Desde o início da pandemia da covid-19, há grande discussão quanto à responsabilidade dos gestores públicos no que diz respeito à administração da crise sanitária sem precedentes que, sem dúvida, gera imensos desafios, especialmente aos chefes dos poderes executivo em todas as esferas (federal, estadual e municipal), razão pela qual o Supremo Tribunal Federal, logo no início da pandemia, foi chamado a se manifestar quanto à competência de cada um para gerir a crise sanitária, tendo decidido que todas as esferas de poder seriam responsáveis quanto à adoção de medidas administrativas e normativas para a gestão da crise.
Passado mais de um ano do início da pandemia da covid-19, após muitos embates políticos, especialmente no que diz respeito à inércia do governo federal em providenciar a vacina para a população brasileira, o Senado Federal entendeu por instaurar a CPI da Covid no fim de abril. Coube ao senador Rodrigo Pacheco, presidente do Senado, designar os membros que compõem a Comissão Parlamentar de Inquérito, tendo ele designado 18 integrantes, todos homens, para tratar de tema tão relevante que, segundo demonstram as pesquisas, têm afetado muito mais as mulheres, em razão da carga de cuidado que a elas é atribuída, pelo trabalho doméstico acumulado ao home office, bem como em razão da violência doméstica, que aumentou consideravelmente, tendo em vista que as vítimas tiveram que ficar isoladas em casa com seus agressores.

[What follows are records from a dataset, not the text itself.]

use anyhow::{bail, Context, Result};
use clap::{Args, Parser, Subcommand};
use std::path::{Path, PathBuf};
use tracing::{info, warn};

use seglog_core::{Config, Record, SegError, Segment};

const DEFAULT_MAX_BYTES: u64 = 1 << 20;

#[derive(Parser)]
#[command(name = "seglog", about = "seglog: inspect and maintain commit-log segments")]
struct Cli {
    #[command(subcommand)]
    cmd: Cmd,
}

#[derive(Args)]
struct SegmentArgs {
    /// Log directory holding `<base>.store` / `<base>.index`
    #[arg(long)]
    dir: PathBuf,
    #[arg(long, default_value_t = 0)]
    base: u64,
    /// JSON config file; takes precedence over the byte limit flags
    #[arg(long)]
    config: Option<PathBuf>,
    #[arg(long, default_value_t = DEFAULT_MAX_BYTES)]
    max_store_bytes: u64,
    #[arg(long, default_value_t = DEFAULT_MAX_BYTES)]
    max_index_bytes: u64,
}

#[derive(Subcommand)]
enum Cmd {
    /// Append values; prints the offset assigned to each
    Append {
        #[command(flatten)]
        seg: SegmentArgs,
        #[arg(long = "value", required = true, num_args = 1..)]
        values: Vec<String>,
    },

    Read {
        #[command(flatten)]
        seg: SegmentArgs,
        #[arg(long)]
        offset: u64,
        #[arg(long, default_value_t = false)]
        hex: bool,
    },

    Info {
        #[command(flatten)]
        seg: SegmentArgs,
        #[arg(long, default_value_t = false)]
        json: bool,
    },

    /// Print every record in offset order
    Dump {
        #[command(flatten)]
        seg: SegmentArgs,
        #[arg(long, default_value_t = false)]
        hex: bool,
    },

    Verify {
        #[command(flatten)]
        seg: SegmentArgs,
    },

    Remove {
        #[command(flatten)]
        seg: SegmentArgs,
    },
}

fn ensure_dir(p: &Path) -> Result<()> {
    std::fs::create_dir_all(p)?;
    Ok(())
}

fn load_config(args: &SegmentArgs) -> Result<Config> {
    let c = match &args.config {
        Some(p) => Config::load(p).with_context(|| format!("config {}", p.display()))?,
        None => Config::new(args.max_store_bytes, args.max_index_bytes),
    };
    c.validate()?;
    Ok(c)
}

fn open_segment(args: &SegmentArgs) -> Result<Segment> {
    ensure_dir(&args.dir)?;
    let config = load_config(args)?;
    Segment::open(&args.dir, args.base, config)
        .with_context(|| format!("open segment {} in {}", args.base, args.dir.display()))
}

fn render(value: &[u8], as_hex: bool) -> String {
    if as_hex {
        hex::encode(value)
    } else {
        String::from_utf8_lossy(value).into_owned()
    }
}

fn main() -> Result<()> {
    tracing_subscriber::fmt().with_writer(std::io::stderr).init();
    let cli = Cli::parse();
    match cli.cmd {
        Cmd::Append { seg, values } => {
            let mut s = open_segment(&seg)?;
            for v in values {
                if s.is_maxed() {
                    let next = s.next_offset();
                    s.close()?;
                    bail!("segment {} is maxed at offset {next}", seg.base);
                }
                let mut rec = Record::new(v.into_bytes());
                match s.append(&mut rec) {
                    Ok(off) => println!("{off}"),
                    Err(SegError::Eof) => {
                        s.close()?;
                        bail!("segment {} index is full", seg.base);
                    }
                    Err(e) => return Err(e.into()),
                }
            }
            info!(next_offset = s.next_offset(), "append done");
            s.close()?;
        }
        Cmd::Read { seg, offset, hex } => {
            let mut s = open_segment(&seg)?;
            let rec = s
                .read(offset)
                .with_context(|| format!("read offset {offset}"))?;
            println!("{}", render(&rec.value, hex));
            s.close()?;
        }
        Cmd::Info { seg, json } => {
            let s = open_segment(&seg)?;
            let st = s.stats();
            s.close()?;
            if json {
                println!("{}", serde_json::to_string(&st)?);
            } else {
                println!("base_offset:    {}", st.base_offset);
                println!("next_offset:    {}", st.next_offset);
                println!("records:        {}", st.next_offset - st.base_offset);
                println!("store_bytes:    {}", st.store_bytes);
                println!("index_bytes:    {} / {}", st.index_bytes, st.index_capacity);
                println!("maxed:          {}", st.maxed);
            }
        }
        Cmd::Dump { seg, hex } => {
            let mut s = open_segment(&seg)?;
            for off in s.base_offset()..s.next_offset() {
                let rec = s.read(off).with_context(|| format!("read offset {off}"))?;
                println!("{off}\t{}", render(&rec.value, hex));
            }
            s.close()?;
        }
        Cmd::Verify { seg } => {
            let mut s = open_segment(&seg)?;
            let report = s.verify()?;
            s.close()?;
            println!(
                "verify: entries={} indexed={} orphaned={} bad_positions={}",
                report.entries, report.indexed, report.orphaned, report.bad_positions
            );
            if report.orphaned > 0 {
                warn!(orphaned = report.orphaned, "store has unindexed tail entries");
            }
            if report.bad_positions > 0 {
                bail!("index has {} bad entries", report.bad_positions);
            }
        }
        Cmd::Remove { seg } => {
            let s = open_segment(&seg)?;
            s.remove()?;
            println!("removed: {}", seg.base);
        }
    }
    Ok(())
}
// crates/seglog_core/src/consts.rs

use core::mem::size_of;

/// Store entry length prefix.
pub const LEN_WIDTH: usize = size_of::<u64>();

/// Index entry: relative offset (u32) followed by store position (u64).
pub const OFF_WIDTH: usize = size_of::<u32>();
pub const POS_WIDTH: usize = size_of::<u64>();
pub const ENT_WIDTH: usize = OFF_WIDTH + POS_WIDTH;

pub const STORE_EXT: &str = "store";
pub const INDEX_EXT: &str = "index";

pub const RECORD_VERSION: u8 = 1;
pub const RECORD_HEADER_SIZE: usize = 1 + 8 + 4; // version, offset, value len
pub const RECORD_CRC_SIZE: usize = 4;

#[derive(Debug, Clone, Copy, PartialEq, Eq, Hash, serde::Serialize, serde::Deserialize)]
pub enum FileKind {
    Store,
    Index,
}

impl FileKind {
    pub fn ext(self) -> &'static str {
        match self {
            FileKind::Store => STORE_EXT,
            FileKind::Index => INDEX_EXT,
        }
    }

    pub fn from_ext(ext: &str) -> Option<Self> {
        match ext {
            STORE_EXT => Some(FileKind::Store),
            INDEX_EXT => Some(FileKind::Index),
            _ => None,
        }
    }
}

const _: () = { assert!(ENT_WIDTH == 12); };
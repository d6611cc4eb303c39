use byteorder::{BigEndian as BE, ReadBytesExt, WriteBytesExt};
use std::io::{self, Read, Write};
use std::path::Path;

pub fn crc32(data: &[u8]) -> u32 { crc32fast::hash(data) }

pub fn write_u64<W: Write>(w: &mut W, v: u64) -> io::Result<()> { w.write_u64::<BE>(v) }
pub fn write_u32<W: Write>(w: &mut W, v: u32) -> io::Result<()> { w.write_u32::<BE>(v) }
pub fn read_u64<R: Read>(r: &mut R) -> io::Result<u64> { r.read_u64::<BE>() }
pub fn read_u32<R: Read>(r: &mut R) -> io::Result<u32> { r.read_u32::<BE>() }

/// Rounds `value` down to a multiple of `step`. A zero step returns `value` as is.
pub fn nearest_multiple(value: u64, step: u64) -> u64 {
    if step == 0 {
        return value;
    }
    (value / step) * step
}

#[cfg(unix)]
pub fn fsync_dir(dir: &Path) -> io::Result<()> {
    use std::os::unix::fs::OpenOptionsExt;
    let f = std::fs::OpenOptions::new()
        .read(true)
        .custom_flags(libc::O_DIRECTORY)
        .open(dir)?;
    f.sync_all()
}
#[cfg(not(unix))]
pub fn fsync_dir(_dir: &Path) -> io::Result<()> { Ok(()) }
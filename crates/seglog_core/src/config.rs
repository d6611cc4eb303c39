//! Segment size limits.
//!
//! Both limits are required; nothing here picks a default. JSON layout:
//!
//! ```json
//! { "segment": { "max_store_bytes": 1048576, "max_index_bytes": 1048576 } }
//! ```

use crate::consts::ENT_WIDTH;
use crate::errors::{Result, SegError};
use serde::{Deserialize, Serialize};
use std::fs;
use std::path::Path;

#[derive(Debug, Clone, Copy, PartialEq, Eq, Serialize, Deserialize)]
pub struct SegmentConfig {
    pub max_store_bytes: u64,
    /// Also the size of the pre-allocated index region.
    pub max_index_bytes: u64,
}

#[derive(Debug, Clone, Copy, PartialEq, Eq, Serialize, Deserialize)]
pub struct Config {
    pub segment: SegmentConfig,
}

impl Config {
    pub fn new(max_store_bytes: u64, max_index_bytes: u64) -> Self {
        Self {
            segment: SegmentConfig {
                max_store_bytes,
                max_index_bytes,
            },
        }
    }

    pub fn load(path: &Path) -> Result<Self> {
        let s = fs::read_to_string(path)?;
        let c: Config = serde_json::from_str(&s)?;
        c.validate()?;
        Ok(c)
    }

    pub fn validate(&self) -> Result<()> {
        if self.segment.max_store_bytes == 0 {
            return Err(SegError::InvalidConfig(
                "segment.max_store_bytes must be positive".into(),
            ));
        }
        if self.segment.max_index_bytes < ENT_WIDTH as u64 {
            return Err(SegError::InvalidConfig(format!(
                "segment.max_index_bytes must hold at least one {ENT_WIDTH}-byte entry"
            )));
        }
        Ok(())
    }
}
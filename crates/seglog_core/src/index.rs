//! Offset index: dense run of 12-byte entries `[u32 BE rel offset][u64 BE position]`.
//!
//! The file is grown to its full capacity (`max_index_bytes`) and mapped on
//! open so reads and writes are plain memory accesses. `size` tracks the bytes
//! actually written; on close the file is cut back to exactly `size`.

use crate::config::Config;
use crate::consts::{ENT_WIDTH, OFF_WIDTH};
use crate::errors::{Result, SegError};
use crate::utils::nearest_multiple;
use memmap2::MmapMut;
use std::fs::{File, OpenOptions};
use std::path::{Path, PathBuf};
use tracing::warn;

pub struct Index {
    path: PathBuf,
    file: File,
    mmap: Option<MmapMut>,
    size: u64,
}

impl Index {
    pub fn open(path: impl AsRef<Path>, config: &Config) -> Result<Self> {
        let path = path.as_ref().to_path_buf();
        let file = OpenOptions::new()
            .create(true)
            .read(true)
            .write(true)
            .open(&path)?;

        let on_disk = file.metadata()?.len();
        let size = nearest_multiple(on_disk, ENT_WIDTH as u64);
        if size != on_disk {
            warn!(path = %path.display(), on_disk, size, "dropping partial index entry");
        }

        let mut capacity = config.segment.max_index_bytes;
        if capacity < ENT_WIDTH as u64 {
            return Err(SegError::InvalidConfig(format!(
                "max_index_bytes {capacity} is smaller than one entry"
            )));
        }
        if size > capacity {
            // Limit lowered since the file was written; keep every entry.
            warn!(path = %path.display(), size, capacity, "index larger than configured capacity");
            capacity = size;
        }

        file.set_len(capacity)?;
        let mmap = unsafe { MmapMut::map_mut(&file)? };
        Ok(Self {
            path,
            file,
            mmap: Some(mmap),
            size,
        })
    }

    /// Append `(off, pos)`. A full region yields `SegError::Eof`.
    pub fn write(&mut self, off: u32, pos: u64) -> Result<()> {
        let mmap = self.mmap.as_mut().ok_or(SegError::Eof)?;
        let start = self.size as usize;
        let end = start + ENT_WIDTH;
        if end > mmap.len() {
            return Err(SegError::Eof);
        }
        mmap[start..start + OFF_WIDTH].copy_from_slice(&off.to_be_bytes());
        mmap[start + OFF_WIDTH..end].copy_from_slice(&pos.to_be_bytes());
        self.size += ENT_WIDTH as u64;
        Ok(())
    }

    /// Entry at ordinal `idx`; `-1` means the last one written.
    ///
    /// An empty index answers `-1` with `SegError::Eof`; any other miss is
    /// `SegError::IndexOutOfRange`.
    pub fn read(&self, idx: i64) -> Result<(u32, u64)> {
        let entries = self.entries();
        let ord = match idx {
            -1 if entries == 0 => return Err(SegError::Eof),
            -1 => entries - 1,
            i if i >= 0 && (i as u64) < entries => i as u64,
            i => return Err(SegError::IndexOutOfRange(i)),
        };
        let mmap = self.mmap.as_ref().ok_or(SegError::Eof)?;
        let start = (ord as usize) * ENT_WIDTH;
        let off = u32::from_be_bytes(
            mmap[start..start + OFF_WIDTH]
                .try_into()
                .map_err(|_| SegError::Corrupt)?,
        );
        let pos = u64::from_be_bytes(
            mmap[start + OFF_WIDTH..start + ENT_WIDTH]
                .try_into()
                .map_err(|_| SegError::Corrupt)?,
        );
        Ok((off, pos))
    }

    pub fn size(&self) -> u64 { self.size }

    pub fn entries(&self) -> u64 { self.size / ENT_WIDTH as u64 }

    /// Bytes reserved for entries (the mapped length).
    pub fn capacity(&self) -> u64 {
        self.mmap.as_ref().map_or(self.size, |m| m.len() as u64)
    }

    pub fn path(&self) -> &Path { &self.path }

    /// Sync the map, unmap, truncate the file to `size`, fsync.
    pub fn close(mut self) -> Result<()> {
        self.shutdown()
    }

    fn shutdown(&mut self) -> Result<()> {
        if let Some(mmap) = self.mmap.take() {
            mmap.flush()?;
            drop(mmap);
            self.file.set_len(self.size)?;
            self.file.sync_all()?;
        }
        Ok(())
    }
}

impl Drop for Index {
    fn drop(&mut self) {
        if self.mmap.is_some() {
            if let Err(e) = self.shutdown() {
                warn!(path = %self.path.display(), "index not closed cleanly: {e}");
            }
        }
    }
}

A ausência de mulheres na CPI da Covid-19 demonstra uma das faces da Violência Política de Gênero não física, simbólica, que consiste na exclusão das mulheres dos espaços de poder, decisão e fala, tornando-as invisíveis. O fato demonstra que, mesmo as parlamentares que conseguiram transpor as diversas barreiras na corrida eleitoral, tendo sido democraticamente eleitas para representar seus estados, continuam a sofrer Violência Política de Gênero no exercício de seus cargos e mandatos, por seus próprios pares.
Para ter o direito à voz, somente em março de 2021, com a aprovação da Resolução 06/2021 do Senado, com a previsão expressa de indicação de líder e vice-líder da bancada feminina, é que foi garantida às mulheres as prerrogativas de “inclusive quanto à preferência para o uso da palavra e o direito a voto” e “de apresentação de destaques na tramitação dos projetos”.
Porém, mesmo com a prerrogativa expressa no Regimento Interno da Casa, as parlamentares têm enfrentado grande resistência por parte de seus pares, fato que tem sido diariamente repercutido pelas redes sociais e por parte da imprensa, especialmente após uma das primeiras reuniões da CPI em que as Parlamentares presentes foram questionadas e a líder da bancada feminina, senadora Simone Tebet precisou contestar de forma veemente o que os parlamentares da base governista chamavam de “privilégio” quanto à concessão da palavra à bancada feminina, o que, conforme dito, trata-se de prerrogativa.
Em recente entrevista concedida à BBC News Brasil, a senadora relata diversas situações pelas quais já passou, destacando que “na política, precisou mudar seu comportamento (“aprender a falar mais alto — porque a mulher tem que falar mais alto para ser ouvida, infelizmente, até hoje —, saber bater na mesa, saber enfrentar de igual pra igual”)”, como se deixarem suas qualidades femininas e aprender a se comportar como homem fosse algo naturalizado e representasse o custo por alcançar um cargo político.
Impedir que as parlamentares ocupem vagas na CPI da Covid constitui violência política de gênero. É preciso desnaturalizar a violência política de gênero, especialmente a não física, que busca excluir, invisibilizar, anular o exercício dos mandatos pelas parlamentares devidamente eleitas, para que a política deixe de ser um espaço hostil, pois esse não é, ou ao menos não deveria ser, o preço a se pagar para o exercício pleno de seus direitos políticos. Aqui, fazemos coro à campanha promovida pelo NDI (National Democratic Institute) para dizer claramente #NotTheCost.